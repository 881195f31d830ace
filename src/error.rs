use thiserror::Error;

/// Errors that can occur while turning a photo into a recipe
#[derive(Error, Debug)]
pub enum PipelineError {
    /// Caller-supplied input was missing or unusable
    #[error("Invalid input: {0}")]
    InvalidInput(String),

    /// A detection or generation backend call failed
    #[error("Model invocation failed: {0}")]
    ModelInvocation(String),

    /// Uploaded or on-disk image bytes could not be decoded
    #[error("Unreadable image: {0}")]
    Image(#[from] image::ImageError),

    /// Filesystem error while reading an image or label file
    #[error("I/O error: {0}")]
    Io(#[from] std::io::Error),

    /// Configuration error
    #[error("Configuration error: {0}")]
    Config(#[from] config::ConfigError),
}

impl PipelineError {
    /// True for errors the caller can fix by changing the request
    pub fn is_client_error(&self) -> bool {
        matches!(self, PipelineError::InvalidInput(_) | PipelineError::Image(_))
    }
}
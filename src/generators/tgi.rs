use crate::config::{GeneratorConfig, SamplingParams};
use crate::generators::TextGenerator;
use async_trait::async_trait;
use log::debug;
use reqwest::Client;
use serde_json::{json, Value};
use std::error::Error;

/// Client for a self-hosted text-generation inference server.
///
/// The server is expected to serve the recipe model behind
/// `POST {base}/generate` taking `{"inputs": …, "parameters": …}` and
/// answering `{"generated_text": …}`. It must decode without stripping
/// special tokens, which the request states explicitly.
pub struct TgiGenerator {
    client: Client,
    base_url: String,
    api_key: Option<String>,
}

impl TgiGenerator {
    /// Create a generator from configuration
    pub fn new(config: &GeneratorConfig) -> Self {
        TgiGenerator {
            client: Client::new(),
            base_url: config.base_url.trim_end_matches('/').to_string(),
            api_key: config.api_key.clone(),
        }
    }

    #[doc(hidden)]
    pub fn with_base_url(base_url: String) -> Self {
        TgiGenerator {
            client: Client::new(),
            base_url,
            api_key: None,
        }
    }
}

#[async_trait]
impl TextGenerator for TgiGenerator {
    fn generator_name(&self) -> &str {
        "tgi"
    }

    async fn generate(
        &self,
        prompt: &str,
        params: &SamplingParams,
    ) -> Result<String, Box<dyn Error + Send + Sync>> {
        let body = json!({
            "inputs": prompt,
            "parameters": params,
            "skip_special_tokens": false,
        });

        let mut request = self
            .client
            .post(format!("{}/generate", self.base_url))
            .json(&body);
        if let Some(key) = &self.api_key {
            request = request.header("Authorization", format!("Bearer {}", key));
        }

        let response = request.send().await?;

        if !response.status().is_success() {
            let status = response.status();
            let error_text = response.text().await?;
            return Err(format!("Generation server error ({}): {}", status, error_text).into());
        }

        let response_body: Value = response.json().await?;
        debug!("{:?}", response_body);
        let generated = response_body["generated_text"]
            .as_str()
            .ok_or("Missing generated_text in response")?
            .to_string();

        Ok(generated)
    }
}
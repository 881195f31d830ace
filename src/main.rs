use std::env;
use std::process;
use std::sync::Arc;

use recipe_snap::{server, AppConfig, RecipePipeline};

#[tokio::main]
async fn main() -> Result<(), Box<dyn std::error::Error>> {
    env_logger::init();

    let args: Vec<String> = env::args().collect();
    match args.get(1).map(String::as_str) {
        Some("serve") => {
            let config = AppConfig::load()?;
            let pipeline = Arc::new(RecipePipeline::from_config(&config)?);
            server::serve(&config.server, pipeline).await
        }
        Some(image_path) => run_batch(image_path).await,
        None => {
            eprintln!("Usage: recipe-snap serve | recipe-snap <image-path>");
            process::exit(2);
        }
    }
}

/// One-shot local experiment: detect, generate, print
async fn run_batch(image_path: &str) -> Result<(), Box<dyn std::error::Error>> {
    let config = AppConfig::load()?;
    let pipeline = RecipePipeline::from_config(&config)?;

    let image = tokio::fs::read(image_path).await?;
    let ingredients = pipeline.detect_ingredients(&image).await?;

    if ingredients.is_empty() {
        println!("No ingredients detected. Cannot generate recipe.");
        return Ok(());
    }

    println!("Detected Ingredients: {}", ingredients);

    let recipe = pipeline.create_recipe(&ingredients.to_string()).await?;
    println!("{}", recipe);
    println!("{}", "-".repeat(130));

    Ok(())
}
■ ■ ■ ■
◆ TASK: Everything in the records must be returned exactly.

◆ ANSWER SECTION:
repository 881195f31d830ace
filename src/error.rs
use thiserror::Error;

/// Errors that can occur while turning a photo into a recipe
#[derive(Error, Debug)]
pub enum PipelineError {
    /// Caller-supplied input was missing or unusable
    #[error("Invalid input: {0}")]
    InvalidInput(String),

    /// A detection or generation backend call failed
    #[error("Model invocation failed: {0}")]
    ModelInvocation(String),

    /// Uploaded or on-disk image bytes could not be decoded
    #[error("Unreadable image: {0}")]
    Image(#[from] image::ImageError),

    /// Filesystem error while reading an image or label file
    #[error("I/O error: {0}")]
    Io(#[from] std::io::Error),

    /// Configuration error
    #[error("Configuration error: {0}")]
    Config(#[from] config::ConfigError),
}

impl PipelineError {
    /// True for errors the caller can fix by changing the request
    pub fn is_client_error(&self) -> bool {
        matches!(self, PipelineError::InvalidInput(_) | PipelineError::Image(_))
    }
}
filename src/generators/tgi.rs
use crate::config::{GeneratorConfig, SamplingParams};
use crate::generators::TextGenerator;
use async_trait::async_trait;
use log::debug;
use reqwest::Client;
use serde_json::{json, Value};
use std::error::Error;

/// Client for a self-hosted text-generation inference server.
///
/// The server is expected to serve the recipe model behind
/// `POST {base}/generate` taking `{"inputs": …, "parameters": …}` and
/// answering `{"generated_text": …}`. It must decode without stripping
/// special tokens, which the request states explicitly.
pub struct TgiGenerator {
    client: Client,
    base_url: String,
    api_key: Option<String>,
}

impl TgiGenerator {
    /// Create a generator from configuration
    pub fn new(config: &GeneratorConfig) -> Self {
        TgiGenerator {
            client: Client::new(),
            base_url: config.base_url.trim_end_matches('/').to_string(),
            api_key: config.api_key.clone(),
        }
    }

    #[doc(hidden)]
    pub fn with_base_url(base_url: String) -> Self {
        TgiGenerator {
            client: Client::new(),
            base_url,
            api_key: None,
        }
    }
}

#[async_trait]
impl TextGenerator for TgiGenerator {
    fn generator_name(&self) -> &str {
        "tgi"
    }

    async fn generate(
        &self,
        prompt: &str,
        params: &SamplingParams,
    ) -> Result<String, Box<dyn Error + Send + Sync>> {
        let body = json!({
            "inputs": prompt,
            "parameters": params,
            "skip_special_tokens": false,
        });

        let mut request = self
            .client
            .post(format!("{}/generate", self.base_url))
            .json(&body);
        if let Some(key) = &self.api_key {
            request = request.header("Authorization", format!("Bearer {}", key));
        }

        let response = request.send().await?;

        if !response.status().is_success() {
            let status = response.status();
            let error_text = response.text().await?;
            return Err(format!("Generation server error ({}): {}", status, error_text).into());
        }

        let response_body: Value = response.json().await?;
        debug!("{:?}", response_body);
        let generated = response_body["generated_text"]
            .as_str()
            .ok_or("Missing generated_text in response")?
            .to_string();

        Ok(generated)
    }
}
repository 881195f31d830ace
filename src/main.rs
use std::env;
use std::process;
use std::sync::Arc;

use recipe_snap::{server, AppConfig, RecipePipeline};

#[tokio::main]
async fn main() -> Result<(), Box<dyn std::error::Error>> {
    env_logger::init();

    let args: Vec<String> = env::args().collect();
    match args.get(1).map(String::as_str) {
        Some("serve") => {
            let config = AppConfig::load()?;
            let pipeline = Arc::new(RecipePipeline::from_config(&config)?);
            server::serve(&config.server, pipeline).await
        }
        Some(image_path) => run_batch(image_path).await,
        None => {
            eprintln!("Usage: recipe-snap serve | recipe-snap <image-path>");
            process::exit(2);
        }
    }
}

/// One-shot local experiment: detect, generate, print
async fn run_batch(image_path: &str) -> Result<(), Box<dyn std::error::Error>> {
    let config = AppConfig::load()?;
    let pipeline = RecipePipeline::from_config(&config)?;

    let image = tokio::fs::read(image_path).await?;
    let ingredients = pipeline.detect_ingredients(&image).await?;

    if ingredients.is_empty() {
        println!("No ingredients detected. Cannot generate recipe.");
        return Ok(());
    }

    println!("Detected Ingredients: {}", ingredients);

    let recipe = pipeline.create_recipe(&ingredients.to_string()).await?;
    println!("{}", recipe);
    println!("{}", "-".repeat(130));

    Ok(())
}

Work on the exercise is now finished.